You probably know the working of netview.rls but there is a paper I
wrote some time back now on the NetView Tivoli User Group website (
http://www.nv-l.org/twiki/bin/view/Netview/NetViewTECIntegration ) which
may help.
Cheers,
Jane
Leslie Clark wrote:
>
> My favorite is:
> Use the TEC_ITS.rs rule on the Netview side for forwarding events. Use
> it as-is for starters, but I always exclude the Interface Unreachable
> event. That one seems not to be handled well.
> Enable RFI and take the trouble to get a well-connected map.
> On the TEC sice, use the default netview.rls rule. In a heavily loaded
> system, you could excise the section on ITSA events.
>
> The correlation on these is pretty good. A lot go over, but most are
> cleared out quickly. Anything still there, open and critical, say,
> after 5 minutes or one polling cycle is probably actionable. There is
> a latency setting in netview.rls that will likely need adjusting for
> your polling cycle. Once you see this working consistently, you know
> what else you have to do. You should see down/up correlation for nodes
> and interfaces. You should seen interface/node correlation. And, if
> RFI is enabled but some events leak through for nodes on the
> unreachable subnet, those should be correlated out as well.
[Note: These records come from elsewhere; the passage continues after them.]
use std::process::abort;

use arbiters::run_program;

fn main() {
    if let Err(err) = run_program() {
        eprintln!("{err}");
        abort();
    }
}
use std::fs::File;
use std::io::{BufWriter, Write};
use std::sync::atomic::{AtomicUsize, Ordering};
use std::sync::Mutex;
use std::thread;

use anyhow::{bail, Context};
use colored::Colorize;
use rand::rngs::StdRng;
use rand::SeedableRng;

use crate::cli::Settings;
use crate::play::engine::{Engine, UciEngine};
use crate::play::game::{Game, GameOptions, BLACK, WHITE};
use crate::play::openings::{OpeningBook, STARTPOS_FEN};
use crate::play::pgn;
use crate::play::sample::{self, SampleFormat};
use crate::Res;

/// Per-thread context: identifies the worker in diagnostics, seeds its PRNG,
/// and owns its optional engine I/O log.
pub struct Worker {
    pub id: usize,
    pub rng: StdRng,
    log: Option<BufWriter<File>>,
}

impl Worker {
    /// With `log`, every engine command and reply this worker sees is
    /// mirrored into `arbiters-<id>.log`.
    pub fn new(id: usize, seed: u64, log: bool) -> Res<Self> {
        let log = if log {
            let path = format!("arbiters-{id}.log");
            let file =
                File::create(&path).with_context(|| format!("Couldn't create log file '{path}'"))?;
            Some(BufWriter::new(file))
        } else {
            None
        };
        Ok(Self { id, rng: StdRng::seed_from_u64(seed.wrapping_add(id as u64)), log })
    }

    pub fn warn(&mut self, msg: &str) {
        println!("{} {msg}", "Warning:".yellow().bold());
        if let Some(log) = &mut self.log {
            _ = writeln!(log, "warning: {msg}");
        }
    }

    /// Records one line of engine traffic; `dir` is `'<'` for commands sent
    /// to the engine and `'>'` for its replies.
    pub fn log_line(&mut self, engine: &str, dir: char, line: &str) {
        if let Some(log) = &mut self.log {
            _ = writeln!(log, "{engine} {dir} {line}");
        }
    }
}

/// Plays all scheduled rounds. Workers pull rounds off a shared counter so
/// that slow games don't leave threads idle, fetch the round's opening from
/// the shared book, and play it `games` times with alternating colors.
pub fn run(settings: Settings) -> Res<()> {
    let book = settings
        .openings
        .as_ref()
        .map(|o| OpeningBook::open(&o.file, o.random, settings.srand))
        .transpose()?;
    let pgn_out = settings
        .pgn
        .as_ref()
        .map(|p| {
            File::create(&p.file)
                .with_context(|| format!("Couldn't create PGN file '{}'", p.file.display()))
                .map(|file| Mutex::new(BufWriter::new(file)))
        })
        .transpose()?;
    let sample_out = settings
        .sample
        .as_ref()
        .map(|s| {
            File::create(&s.file)
                .with_context(|| format!("Couldn't create sample file '{}'", s.file.display()))
                .map(|file| Mutex::new(BufWriter::new(file)))
        })
        .transpose()?;
    let counter = AtomicUsize::new(0);

    let settings = &settings;
    let book = book.as_ref();
    let pgn_out = pgn_out.as_ref();
    let sample_out = sample_out.as_ref();
    let counter = &counter;
    thread::scope(|scope| {
        let mut handles = vec![];
        for id in 0..settings.concurrency {
            handles.push(scope.spawn(move || worker_main(id, settings, book, counter, pgn_out, sample_out)));
        }
        for handle in handles {
            match handle.join() {
                Ok(result) => result?,
                Err(_) => bail!("A worker thread panicked"),
            }
        }
        Ok(())
    })
}

fn start_engine(worker: &mut Worker, settings: &Settings, which: usize) -> Res<UciEngine> {
    let engine = &settings.engines[which];
    UciEngine::start(
        worker,
        &engine.cmd,
        &engine.args,
        engine.name.as_deref(),
        &engine.options,
        settings.time_margin,
    )
    .with_context(|| format!("Worker {} couldn't initialize engine '{}'", worker.id, engine.cmd))
}

fn worker_main(
    id: usize,
    settings: &Settings,
    book: Option<&OpeningBook>,
    counter: &AtomicUsize,
    pgn_out: Option<&Mutex<BufWriter<File>>>,
    sample_out: Option<&Mutex<BufWriter<File>>>,
) -> Res<()> {
    let mut worker = Worker::new(id, settings.srand, settings.log)?;
    let mut first = start_engine(&mut worker, settings, 0)?;
    let mut second = start_engine(&mut worker, settings, 1)?;
    let limits = [settings.engines[0].limits, settings.engines[1].limits];
    let options = GameOptions {
        draw: settings.draw,
        resign: settings.resign,
        sample: settings.sample.as_ref().map(|s| s.params),
    };

    loop {
        let round = counter.fetch_add(1, Ordering::Relaxed);
        if round >= settings.rounds {
            return Ok(());
        }
        let fen = match book {
            Some(book) => book.next()?,
            None => STARTPOS_FEN.to_string(),
        };
        for game_nr in 0..settings.games {
            let mut game = Game::new(round, game_nr, &fen)?;
            let reverse = game_nr % 2 == 1;
            let mut players: [&mut dyn Engine; 2] = [&mut first, &mut second];
            _ = game
                .play(&mut worker, &mut players, &limits, &options, reverse)
                .with_context(|| format!("Worker {id}: game {}.{} failed", round + 1, game_nr + 1))?;
            println!(
                "[{id}] Finished game {}.{} ({} vs {}): {} ({})",
                round + 1,
                game_nr + 1,
                game.names[WHITE],
                game.names[BLACK],
                pgn::result_token(&game),
                pgn::termination_str(&game)
            );
            // one exclusive lock per output and game, so concurrent workers
            // never interleave records
            if let (Some(out), Some(pgn_settings)) = (pgn_out, settings.pgn.as_ref()) {
                let text =
                    pgn::game_to_pgn(&game, pgn_settings.verbosity, &settings.event, &settings.site);
                let mut out = out.lock().unwrap();
                out.write_all(text.as_bytes())?;
                out.flush()?;
            }
            if let (Some(out), Some(sample_settings)) = (sample_out, settings.sample.as_ref()) {
                let mut out = out.lock().unwrap();
                match sample_settings.format {
                    SampleFormat::Csv => sample::write_csv(&game.samples, &mut *out)?,
                    SampleFormat::Bin => sample::write_bin(&game.samples, &mut *out)?,
                }
                out.flush()?;
            }
        }
    }
}
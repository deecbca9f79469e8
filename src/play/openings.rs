use std::fs::File;
use std::io::{BufRead, BufReader, Seek, SeekFrom};
use std::path::Path;
use std::sync::Mutex;

use anyhow::{bail, Context};
use rand::rngs::StdRng;
use rand::seq::SliceRandom;
use rand::SeedableRng;

use crate::Res;

/// FEN of the standard starting position, substituted for the `startpos`
/// token in openings files.
pub const STARTPOS_FEN: &str = "rnbqkbnr/pppppppp/8/8/8/8/PPPPPPPP/RNBQKBNR w KQkq - 0 1";

struct Cursor {
    reader: BufReader<File>,
    next: usize,
}

/// A cycling cursor over a file of starting positions, one FEN per line.
/// Shared between all workers so that no opening is skipped or handed out
/// twice within one pass through the file.
pub struct OpeningBook {
    index: Vec<u64>,
    cursor: Mutex<Cursor>,
}

impl OpeningBook {
    /// Scans the file once, recording the byte offset of each line. With
    /// `random`, the offsets are shuffled by a PRNG seeded from `seed`, so
    /// the same seed reproduces the same order.
    pub fn open(path: &Path, random: bool, seed: u64) -> Res<Self> {
        let file = File::open(path)
            .with_context(|| format!("Couldn't open the openings file '{}'", path.display()))?;
        let mut reader = BufReader::new(file);
        let mut index = vec![];
        let mut offset = 0u64;
        let mut line = String::new();
        loop {
            line.clear();
            let read = reader
                .read_line(&mut line)
                .with_context(|| format!("Couldn't read the openings file '{}'", path.display()))?;
            if read == 0 {
                break;
            }
            index.push(offset);
            offset += read as u64;
        }
        if index.is_empty() {
            bail!("The openings file '{}' is empty", path.display());
        }
        if random {
            index.shuffle(&mut StdRng::seed_from_u64(seed));
        }
        Ok(Self { index, cursor: Mutex::new(Cursor { reader, next: 0 }) })
    }

    pub fn len(&self) -> usize {
        self.index.len()
    }

    pub fn is_empty(&self) -> bool {
        // an empty file is rejected at construction
        false
    }

    /// Returns the next starting FEN, wrapping around at the end of the file.
    pub fn next(&self) -> Res<String> {
        let mut cursor = self.cursor.lock().unwrap();
        let offset = self.index[cursor.next];
        cursor.next = (cursor.next + 1) % self.index.len();
        cursor.reader.seek(SeekFrom::Start(offset)).context("Couldn't seek in the openings file")?;
        let mut line = String::new();
        cursor.reader.read_line(&mut line).context("Couldn't read from the openings file")?;
        let fen = line.trim_end();
        Ok(if fen == "startpos" { STARTPOS_FEN.to_string() } else { fen.to_string() })
    }
}

#[cfg(test)]
mod tests {
    use std::io::Write;

    use tempfile::NamedTempFile;

    use super::*;

    const FENS: [&str; 3] = [
        "rnbqkbnr/pppppppp/8/8/4P3/8/PPPP1PPP/RNBQKBNR b KQkq - 0 1",
        "rnbqkbnr/pppppppp/8/8/3P4/8/PPP1PPPP/RNBQKBNR b KQkq - 0 1",
        "rnbqkbnr/pppppppp/8/8/2P5/8/PP1PPPPP/RNBQKBNR b KQkq - 0 1",
    ];

    fn book_file(lines: &[&str]) -> NamedTempFile {
        let mut file = NamedTempFile::new().unwrap();
        for line in lines {
            writeln!(file, "{line}").unwrap();
        }
        file.flush().unwrap();
        file
    }

    #[test]
    fn cycles_through_all_entries() {
        let file = book_file(&FENS);
        let book = OpeningBook::open(file.path(), false, 0).unwrap();
        assert_eq!(book.len(), 3);
        for _ in 0..2 {
            for fen in FENS {
                assert_eq!(book.next().unwrap(), fen);
            }
        }
    }

    #[test]
    fn substitutes_startpos() {
        let file = book_file(&["startpos"]);
        let book = OpeningBook::open(file.path(), false, 0).unwrap();
        assert_eq!(book.next().unwrap(), STARTPOS_FEN);
    }

    #[test]
    fn shuffle_is_reproducible_and_complete() {
        let file = book_file(&FENS);
        let first: Vec<String> = {
            let book = OpeningBook::open(file.path(), true, 42).unwrap();
            (0..3).map(|_| book.next().unwrap()).collect()
        };
        let second: Vec<String> = {
            let book = OpeningBook::open(file.path(), true, 42).unwrap();
            (0..3).map(|_| book.next().unwrap()).collect()
        };
        assert_eq!(first, second);
        let mut sorted = first.clone();
        sorted.sort();
        let mut expected: Vec<String> = FENS.iter().map(|s| s.to_string()).collect();
        expected.sort();
        assert_eq!(sorted, expected);
    }

    #[test]
    fn empty_file_is_rejected() {
        let file = NamedTempFile::new().unwrap();
        assert!(OpeningBook::open(file.path(), false, 0).is_err());
    }

    #[test]
    fn missing_file_is_rejected() {
        assert!(OpeningBook::open(Path::new("does/not/exist.epd"), false, 0).is_err());
    }
}
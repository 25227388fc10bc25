use crate::core::types::{AuthCode, HashedAuthCode};

/// Digests a code for storage. Codes carry 256 bits of entropy, so an
/// unsalted SHA-512 is enough to keep the raw value out of memory at rest.
pub fn hash_code(code: &AuthCode) -> HashedAuthCode {
    use sha2::Digest;

    let digest = sha2::Sha512::digest(code.as_ref().as_bytes());
    base64::encode_config(digest, base64::URL_SAFE).into()
}
use std::net::SocketAddr;
use std::sync::Arc;

use tracing::{event, Level};
use warp::{Filter, Rejection, Reply};

use super::encoding::{self, error::handle_reject, reply};
use crate::auth::AuthorizationRequest;
use crate::core::types::{current_timestamp, Issuer, Subject};
use crate::oidc::discovery::DiscoveryDocument;
use crate::provider::OAuth2Provider;
use crate::util::cli::Config;

/// Request context the transport supplies to the provider.
#[derive(Debug, Clone)]
pub struct Settings {
    pub issuer: Option<Issuer>,
    pub subject: Subject,
}

impl Settings {
    pub fn from_config(config: &Config) -> Self {
        Self {
            issuer: config.issuer.clone().map(Issuer),
            subject: Subject(config.subject.clone()),
        }
    }

    /// The configured issuer, or one derived from the request's host.
    pub fn issuer_for(&self, host: Option<&str>) -> Issuer {
        match &self.issuer {
            Some(issuer) => issuer.clone(),
            None => Issuer::from_host(host.unwrap_or("localhost")),
        }
    }
}

#[derive(Debug)]
pub struct Server {
    provider: Arc<OAuth2Provider>,
    settings: Settings,
}

impl Server {
    pub fn new(provider: Arc<OAuth2Provider>, settings: Settings) -> Self {
        Self { provider, settings }
    }

    pub async fn serve(self, addr: SocketAddr) {
        let routes = routes(self.provider, self.settings).with(warp::log("http-api"));

        event!(Level::INFO, %addr, "Listening");
        warp::serve(routes).run(addr).await;
    }
}

pub fn routes(
    provider: Arc<OAuth2Provider>,
    settings: Settings,
) -> impl Filter<Extract = (impl Reply,), Error = Rejection> + Clone {
    let settings = Arc::new(settings);
    let with_provider = warp::any().map(move || provider.clone());
    let with_settings = warp::any().map(move || settings.clone());
    let host = warp::header::optional::<String>("host");

    let health = warp::path!("health")
        .and(warp::get())
        .map(warp::reply);

    let discovery = warp::path!(".well-known" / "openid-configuration")
        .and(warp::get())
        .and(with_settings.clone())
        .and(host.clone())
        .map(|settings: Arc<Settings>, host: Option<String>| {
            let issuer = settings.issuer_for(host.as_deref());
            warp::reply::json(&DiscoveryDocument::new(&issuer))
        });

    let authorize_params = warp::get()
        .and(warp::query::<AuthorizationRequest>())
        .or(warp::post()
            .and(warp::body::content_length_limit(encoding::MAX_BODY_BYTES))
            .and(warp::body::form::<AuthorizationRequest>()))
        .unify();

    let authorize = warp::path!("oauth2" / "authorize")
        .and(authorize_params)
        .and(with_provider.clone())
        .and(with_settings.clone())
        .and_then(
            |req: AuthorizationRequest, provider: Arc<OAuth2Provider>, settings: Arc<Settings>| async move {
                let result =
                    provider.authorization_request(&req, &settings.subject, current_timestamp());
                reply::reply(result)
            },
        );

    let token = warp::path!("oauth2" / "token")
        .and(warp::post())
        .and(encoding::token_request())
        .and(with_provider)
        .and(with_settings)
        .and(host)
        .and_then(
            |req, provider: Arc<OAuth2Provider>, settings: Arc<Settings>, host: Option<String>| async move {
                let issuer = settings.issuer_for(host.as_deref());
                let result = provider.access_token_request(&req, &issuer, current_timestamp());
                reply::json_no_store(result)
            },
        );

    health
        .or(discovery)
        .or(authorize)
        .or(token)
        .recover(handle_reject)
}
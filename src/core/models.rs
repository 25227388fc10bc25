use super::types::*;

/// A live authorization code, owned by the code store.
#[derive(Debug, Clone, PartialEq)]
pub struct AuthorizationCodeRecord {
    pub code: HashedAuthCode,
    pub client_id: ClientId,
    pub redirect_uri: RedirectUri,
    pub subject: Subject,
    pub scope: Scope,
    pub issued_at: u64,
    pub expires_at: u64,
}

impl Expire for AuthorizationCodeRecord {
    const EXPIRES_IN_SECS: u64 = 10 * 60;
}

impl AuthorizationCodeRecord {
    pub fn is_valid_at(&self, now: u64) -> bool {
        now < self.expires_at
    }
}
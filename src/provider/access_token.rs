use crate::auth::{AccessTokenError, AccessTokenErrorKind, AccessTokenResponse, TokenRequest};
use crate::core::types::Issuer;
use crate::oidc::supported;
use crate::provider::error::server_error;
use crate::provider::token::TokenService;
use crate::util::hash::hash_code;

use super::OAuth2Provider;

use tracing::{event, Level};

impl OAuth2Provider {
    /// Consumes an authorization code and mints the token response. The code
    /// is removed before any client check, so a rejected exchange still
    /// burns it.
    #[tracing::instrument(skip_all, fields(client_id = ?req.client_id))]
    pub fn access_token_request(
        &self,
        req: &TokenRequest,
        issuer: &Issuer,
        now: u64,
    ) -> Result<AccessTokenResponse, AccessTokenError> {
        event!(Level::TRACE, "Handling access token request");

        if !supported::GRANT_TYPES.contains(&req.grant_type.as_str()) {
            event!(Level::DEBUG, grant_type = %req.grant_type, "Unsupported grant type");
            return Err(AccessTokenErrorKind::UnsupportedGrantType.into());
        }

        let record = self
            .store
            .take_if_valid(&hash_code(&req.code), now)
            .ok_or_else(|| {
                event!(Level::DEBUG, "Unknown, expired or consumed code");
                AccessTokenErrorKind::InvalidGrant
            })?;

        if record.client_id != req.client_id {
            event!(
                Level::WARN,
                original_client_id = ?record.client_id,
                "client_ids do not match"
            );
            return Err(AccessTokenErrorKind::ClientMismatch.into());
        }

        if record.redirect_uri != req.redirect_uri {
            event!(
                Level::WARN,
                original_redirect_uri = ?record.redirect_uri,
                redirect_uri = ?req.redirect_uri,
                "redirect_uris do not match"
            );
            return Err(AccessTokenErrorKind::RedirectUriMismatch.into());
        }

        let access_token = self.token.new_token().map_err(server_error)?;
        let id_token = self
            .token
            .new_id_token(issuer, &record.subject, &req.client_id, now)
            .map_err(server_error)?;

        Ok(AccessTokenResponse {
            access_token,
            token_type: TokenService::token_type(),
            expires_in: TokenService::expires_in(),
            scope: record.scope,
            id_token,
        })
    }
}

#[cfg(test)]
mod tests {
    use super::*;
    use crate::auth::{AuthorizationRequest, TokenType};
    use crate::core::types::{current_timestamp, AuthCode, ClientId, RedirectUri, Subject};
    use crate::provider::test_provider;
    use crate::provider::token::IdToken;
    use crate::provider::OAuth2Provider;
    use std::sync::Arc;

    const ISSUED_AT: u64 = 1_700_000_000;

    fn issuer() -> Issuer {
        Issuer("https://op.example".to_string())
    }

    fn authorize(provider: &OAuth2Provider) -> AuthCode {
        authorize_at(provider, ISSUED_AT)
    }

    fn authorize_at(provider: &OAuth2Provider, now: u64) -> AuthCode {
        let req = AuthorizationRequest {
            response_type: "code".to_string(),
            client_id: ClientId("abc".to_string()),
            redirect_uri: RedirectUri("https://client.example/cb".to_string()),
            scope: "openid".to_string(),
            state: "xyz".to_string(),
        };
        let redirect = provider
            .authorization_request(&req, &Subject("1234567890".to_string()), now)
            .unwrap();
        let code = redirect
            .location
            .query_pairs()
            .find(|(k, _)| k == "code")
            .map(|(_, v)| v.into_owned())
            .unwrap();
        AuthCode(code)
    }

    fn token_request(code: AuthCode) -> TokenRequest {
        TokenRequest {
            grant_type: "authorization_code".to_string(),
            code,
            redirect_uri: RedirectUri("https://client.example/cb".to_string()),
            client_id: ClientId("abc".to_string()),
        }
    }

    fn exchange(
        provider: &OAuth2Provider,
        req: &TokenRequest,
        now: u64,
    ) -> Result<AccessTokenResponse, AccessTokenErrorKind> {
        provider
            .access_token_request(req, &issuer(), now)
            .map_err(|e| e.kind)
    }

    #[test]
    fn exchange_returns_bearer_tokens() {
        let provider = test_provider();
        let code = authorize(&provider);

        let resp = exchange(&provider, &token_request(code), ISSUED_AT + 5).unwrap();
        assert_eq!(resp.token_type, TokenType::Bearer);
        assert_eq!(resp.expires_in, 3600);
        assert_eq!(resp.access_token.0.len(), 44);
        assert_eq!(resp.scope.as_joined(), "openid");

        match resp.id_token {
            IdToken::Unsigned(t) => {
                assert_eq!(t.claims.aud, "abc");
                assert_eq!(t.claims.sub, "1234567890");
                assert_eq!(t.claims.iss, "https://op.example");
                assert_eq!(t.claims.iat, ISSUED_AT + 5);
                assert_eq!(t.claims.exp, ISSUED_AT + 5 + 3600);
            }
            IdToken::Signed(_) => panic!("test provider does not sign"),
        }
    }

    #[test]
    fn access_token_is_not_the_code() {
        let provider = test_provider();
        let code = authorize(&provider);
        let resp = exchange(&provider, &token_request(code.clone()), ISSUED_AT).unwrap();
        assert_ne!(resp.access_token.0, code.0);
    }

    #[test]
    fn codes_are_single_use() {
        let provider = test_provider();
        let req = token_request(authorize(&provider));

        assert!(exchange(&provider, &req, ISSUED_AT + 1).is_ok());
        assert_eq!(
            exchange(&provider, &req, ISSUED_AT + 2).unwrap_err(),
            AccessTokenErrorKind::InvalidGrant
        );
    }

    #[test]
    fn codes_expire_after_ten_minutes() {
        let provider = test_provider();
        let req = token_request(authorize(&provider));

        assert_eq!(
            exchange(&provider, &req, ISSUED_AT + 600).unwrap_err(),
            AccessTokenErrorKind::InvalidGrant
        );
    }

    #[test]
    fn codes_are_usable_just_before_expiry() {
        let provider = test_provider();
        let req = token_request(authorize(&provider));
        assert!(exchange(&provider, &req, ISSUED_AT + 599).is_ok());
    }

    #[test]
    fn unknown_codes_are_invalid_grants() {
        let provider = test_provider();
        let req = token_request(AuthCode("made-up".to_string()));
        let err = provider.access_token_request(&req, &issuer(), ISSUED_AT).unwrap_err();

        assert_eq!(err.kind, AccessTokenErrorKind::InvalidGrant);
        assert_eq!(err.description.as_deref(), Some("invalid code"));
    }

    #[test]
    fn other_grant_types_are_unsupported() {
        let provider = test_provider();
        let code = authorize(&provider);
        let mut req = token_request(code);
        req.grant_type = "client_credentials".to_string();

        assert_eq!(
            exchange(&provider, &req, ISSUED_AT).unwrap_err(),
            AccessTokenErrorKind::UnsupportedGrantType
        );

        // The code was not consumed by the rejected request.
        req.grant_type = "authorization_code".to_string();
        assert!(exchange(&provider, &req, ISSUED_AT).is_ok());
    }

    #[test]
    fn client_mismatch_is_rejected_and_burns_code() {
        let provider = test_provider();
        let mut req = token_request(authorize(&provider));
        req.client_id = ClientId("someone-else".to_string());

        assert_eq!(
            exchange(&provider, &req, ISSUED_AT).unwrap_err(),
            AccessTokenErrorKind::ClientMismatch
        );

        req.client_id = ClientId("abc".to_string());
        assert_eq!(
            exchange(&provider, &req, ISSUED_AT).unwrap_err(),
            AccessTokenErrorKind::InvalidGrant
        );
    }

    #[test]
    fn redirect_uri_must_match() {
        let provider = test_provider();
        let mut req = token_request(authorize(&provider));
        req.redirect_uri = RedirectUri("https://client.example/other".to_string());

        assert_eq!(
            exchange(&provider, &req, ISSUED_AT).unwrap_err(),
            AccessTokenErrorKind::RedirectUriMismatch
        );
    }

    #[test]
    fn concurrent_exchanges_have_one_winner() {
        let provider = Arc::new(test_provider());
        let req = Arc::new(token_request(authorize(&provider)));

        let handles: Vec<_> = (0..8)
            .map(|_| {
                let provider = Arc::clone(&provider);
                let req = Arc::clone(&req);
                std::thread::spawn(move || exchange(&provider, &req, ISSUED_AT + 1).is_ok())
            })
            .collect();

        let successes = handles
            .into_iter()
            .map(|h| h.join().unwrap())
            .filter(|ok| *ok)
            .count();
        assert_eq!(successes, 1);
    }

    #[test]
    fn sweep_does_not_change_outcomes() {
        let provider = test_provider();
        let expired = token_request(authorize(&provider));
        let live = token_request(authorize_at(&provider, current_timestamp()));

        // Issued long before the wall clock, so the sweep reclaims it.
        let expired_before = exchange(&provider, &expired, ISSUED_AT + 601).unwrap_err();
        assert_eq!(provider.clean_up(), 1);
        let expired_after = exchange(&provider, &expired, ISSUED_AT + 601).unwrap_err();
        assert_eq!(expired_before, expired_after);

        assert!(exchange(&provider, &live, current_timestamp()).is_ok());
    }
}
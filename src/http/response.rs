use warp::http::{header, HeaderValue, StatusCode};
use warp::reply::{Reply, Response};

use crate::auth::Redirect;

impl Reply for Redirect {
    fn into_response(self) -> Response {
        match HeaderValue::from_str(self.location.as_str()) {
            Ok(location) => {
                let mut response = StatusCode::FOUND.into_response();
                response.headers_mut().insert(header::LOCATION, location);
                response
            }
            Err(_) => StatusCode::INTERNAL_SERVER_ERROR.into_response(),
        }
    }
}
When an
> unreachable subnet comes back online, any nodes that do not come back
> will show up as down node events.
>
> You may need to enable the forwarding of severity. I'm not sure if
> 7.1.5 went back to sending it by default or not. Then the rule works
> at lowering the severity, and raising it back up if a service impact
> event comes in. I never did any work with that, so we just removed the
> bits that lowered the severity and used what was sent it. Basically
> down is serious.
>
> One customer I know of let things come over as minor, and if they were
> still open after x minutes, up them to critical. Operators only saw
> things that were critical, which would be all of the root cause events.
>
> There is no dup-detect in the netview.rls, so for flapping stuff you
> will have to add something on the TEC side. The customer has to
> determine whether each outage is a new problem or not. It can get
> pretty philosphical.
>
> Watch out for that Ack function in the netview.rls. When you send it
> an up, it sends back an event to Netview that causes Netview to check
> the node again. In cases where they have blocked ICMP_MASK_REQUEST or
> whatever its, where every other ping fails, you can get a perpetual
> motion machine. In that case, you can tell netview to ignore failed
> mask requests in /usr/OV/conf/netmon.conf
> # Set to TRUE to turn off reporting ICMP error codes.
> #NV_NETMON_ICMP_ERROR_OFF=FALSE
> or tell TEC not to send the Acks by removing that function from the
> rule, or both.
>
> Anybody else? The more real-life examples the better...
>
> Cordially,
>
> Leslie A. Clark
> IT Services Specialist, Network Mgmt
> Information Technology Services Americas
> IBM Global Services
> (248) 552-4968 Voicemail, Fax, Pager
>
>
>
> *<Blane.Robertson@capgeminienergy.com>*
> Sent by: nv-l-bounces@lists.ca.ibm.com
>
> 07/02/2007 04:44 PM
> Please respond to
> Tivoli NetView Discussions <nv-l@lists.ca.ibm.com>
>
>
>
> To
> <nv-l@lists.ca.ibm.com>
> cc
>
> Subject
> [NV-L][TEC 3.9] NetView/TEC integration rules
>
>
>
>
>
>
>
>
>
> Good day, Happy NetView-ers!
>
> I’m in the process of performing a new install of NV715 for my new
> employer, and want to take a poll and ask your learned opinions.
>
> So, what is the rest of the world doing with the rule that comes with
> TEC for all those events that come from NetView? At my previous
> employer, we filtered at NetView, and only sent the events we would
> action on (read – we didn’t use the default rule at all). That said, I
> don’t have the particular luxury of doing the like here (although it
> may come to that).
>
> -- Long story short, just how is it that you are wading through the
> plethora of events that arrive in TEC to provide an ‘actionable’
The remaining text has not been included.